Não é apenas em sua injustificada defesa da neutralidade do Brasil em face da invasão da Rússia que o presidente Jair Bolsonaro erra, mais uma vez. Não há como distanciar-se de uma agressão que viola regras básicas do direito internacional e da diplomacia, plasmadas nos últimos mais de duzentos anos desde o Congresso de Viena de 1815. Nesta reunião, reorganizou-se a ordem geopolítica da Europa após o fim das guerras napoleônicas.
A invasão russa retrocedeu ao ambiente em que o mais forte impunha sua vontade aos mais fracos, que começara a mudar com os acordos de Vestifália de 1648, assinados após o fim da Guerra dos Trinta Anos. Esses acordos lançaram as bases da ideia do estado-nação, reconhecendo-se a integridade territorial dos países e a soberania de seus povos para decidir sobre o seu próprio destino. O Congresso de Viana solidificou o conceito.

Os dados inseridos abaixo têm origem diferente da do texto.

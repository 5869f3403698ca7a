use strads_core::CoreError;
use strads_wire::WireError;

#[derive(Debug, thiserror::Error)]
pub enum CoordinatorError {
    #[error("protocol violation: {0}")]
    Protocol(String),

    #[error("machine {mid} acknowledged {acked} tasks, {declared} were sent")]
    AckMismatch { mid: usize, declared: u64, acked: u64 },

    #[error("round handler failed: {0}")]
    Handler(String),

    #[error("wire error: {0}")]
    Wire(#[from] WireError),

    #[error("config error: {0}")]
    Core(#[from] CoreError),

    #[error("objective log error: {0}")]
    Io(#[from] std::io::Error),

    #[error("objective log encoding error: {0}")]
    Encode(#[from] serde_json::Error),
}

A maioria esmagadora dos países condenou a invasão da Ucrânia. Na América Latina, a Rússia foi apoiada apenas por estados-pária, a Venezuela e a Nicarágua. Na Ásia, por razões conhecidas, a China e a Índia se abstiveram em apoiar a resolução do Conselho de Segurança da ONU que condenava o injustificado ato de guerra da Rússia. Embora o Brasil tenha apoiado a resolução, Bolsonaro decidiu isolar o país do mundo quando declarou a neutralidade. Até a Suíça – que se caracterizara por sua neutralidade estratégica por mais de um século – decidiu juntar-se aos países que impuseram fortes sanções contra a Rússia.
Não satisfeito com o posicionamento inconsequente em relação à atitude condenável da Rússia, Bolsonaro desprezou a avaliação positiva que a imprensa mundial tem feito sobre o presidente ucraniano, Volodymyr Zelensky. Todos o tratam como herói, realçando sua coragem, sua capacidade de enviar mensagens ao seu povo e ao mundo, valendo-se, além da inesperada liderança, de suas habilidades em manejar a palavra – fruto de sua experiência como ator – e em mobilizar seu povo em favor da defesa do país e da reação aos invasores, usando até coquetéis Molotov. Zelensky preferiu permanecer à frente do governo, recusando a oferta americana de retirá-lo para um lugar seguro. Disse que preferia munição a uma carona.
Bolsonaro decidiu ironizar, lembrando que os ucranianos “escolheram um comediante” para seu presidente. Ao contrário de Zelensky, nosso presidente não sabe comportar-se diante de situações relevantes, que clamam pelo exercício da liderança consequente.